Progresses and persistent gaps in response
The WHO GLASS has identified Nigeria as a priority country for AMR containment, citing weak regulatory systems, insufficient laboratory capacity, and inadequate data reporting as major challenges. Additionally, diagnostic capacity for culture-based pathogen identification remains a privilege rather than a standard of care.
In 2017, the Nigeria Centre for Disease Control and Prevention (NCDC) launched a National Action Plan on AMR aligned with the WHO Global Action Plan. Nigeria also contributed to the United Nations General Assembly (UNGA) high-level meeting political declaration on AMR in September 2024 and has announced it will host the 5th Global High-Level Ministerial Conference on AMR in Abuja in June 2026, the first of such conference to be held in Africa.
Yet, the gap between policy and practice remains wide. A 2025 systematic review of antimicrobial stewardship (AMS) implementation in Nigerian healthcare facilities spanning from 2015 to 2025 found that the main barriers to stewardship of AMR were inadequate training and education, limited diagnostic capacity, and weak institutional policies. The majority of facilities operate without a structured antimicrobial stewardship programme, and stewardship interventions are largely confined to tertiary public hospitals, leaving primary care and private sector settings largely unaddressed.

About 178 countries now have national AMR action plans.
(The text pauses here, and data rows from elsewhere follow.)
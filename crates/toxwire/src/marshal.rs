//! Byte buffers across the engine boundary.
//!
//! Inputs are validated before any engine call. Variable-length outputs are
//! read into a maximum-size buffer and cut to the length the engine reports,
//! never past the buffer.

use crate::error::{ArgumentError, Result};

/// Require exactly `expected` bytes
pub fn exact_len<'a>(field: &'static str, bytes: &'a [u8], expected: usize) -> Result<&'a [u8]> {
    if bytes.len() == expected {
        Ok(bytes)
    } else {
        Err(ArgumentError::WrongLength {
            field,
            expected,
            actual: bytes.len(),
        }
        .into())
    }
}

/// Require at most `max` bytes
pub fn bounded<'a>(field: &'static str, bytes: &'a [u8], max: usize) -> Result<&'a [u8]> {
    if bytes.len() <= max {
        Ok(bytes)
    } else {
        Err(ArgumentError::TooLong {
            field,
            max,
            actual: bytes.len(),
        }
        .into())
    }
}

/// Require at least one byte
pub fn non_empty<'a>(field: &'static str, bytes: &'a [u8]) -> Result<&'a [u8]> {
    if bytes.is_empty() {
        Err(ArgumentError::Empty { field }.into())
    } else {
        Ok(bytes)
    }
}

/// Cut `buf` to the engine-reported length, clamped to the buffer
pub fn truncate_reported(buf: &[u8], reported: usize) -> &[u8] {
    &buf[..reported.min(buf.len())]
}

/// Run `fill` against a `max`-byte buffer and keep the reported prefix.
///
/// `fill` returns the engine's length, or the translated failure.
pub fn read_bounded<F>(max: usize, fill: F) -> Result<Vec<u8>>
where
    F: FnOnce(&mut [u8]) -> Result<usize>,
{
    let mut buf = vec![0u8; max];
    let reported = fill(&mut buf)?;
    buf.truncate(reported.min(max));
    Ok(buf)
}

/// Empty payloads cross as null
pub fn nullable(bytes: Option<&[u8]>) -> Option<&[u8]> {
    bytes.filter(|b| !b.is_empty())
}

/// Validate a string bound for a NUL-terminated engine argument
pub fn c_string<'a>(field: &'static str, s: &'a str) -> Result<&'a str> {
    if s.as_bytes().contains(&0) {
        Err(ArgumentError::InteriorNul { field }.into())
    } else {
        Ok(s)
    }
}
Global assessments confirm that only 52% have functional coordinating mechanisms and 68% implement their plans, a pattern mirrored in Nigeria, where surveillance remains limited, and antibiotic sales remain largely unregulated.
What must be done
Protecting Nigerian newborns demands urgent, multi-sectoral action.
1. Policymakers must enforce prescription-only antibiotic regulations.
2. Healthcare institutions must scale up blood culture diagnostics and functional stewardship programmes.
3. Neonatal wards must strengthen IPC practices as a non-negotiable standard. Agricultural antibiotic use, particularly of last-resort drugs in livestock, must be regulated under a One Health framework.
4. Community education for mothers, caregivers, and traditional birth attendants on the dangers of antibiotic misuse must reach the grassroots level.
5. Most of all, Nigeria needs sustained investment in local AMR surveillance to generate the facility-specific resistance data that can guide empirical prescribing and measure the impact of interventions.
The AMR crisis in Nigeria is a threat to the future of the health system. Unless AMR is urgently confronted as a core maternal and child health crisis, these losses will continue quietly, predictably, and at scale. Reversing it requires political will, scientific investment, clinical leadership, and community action, beginning now.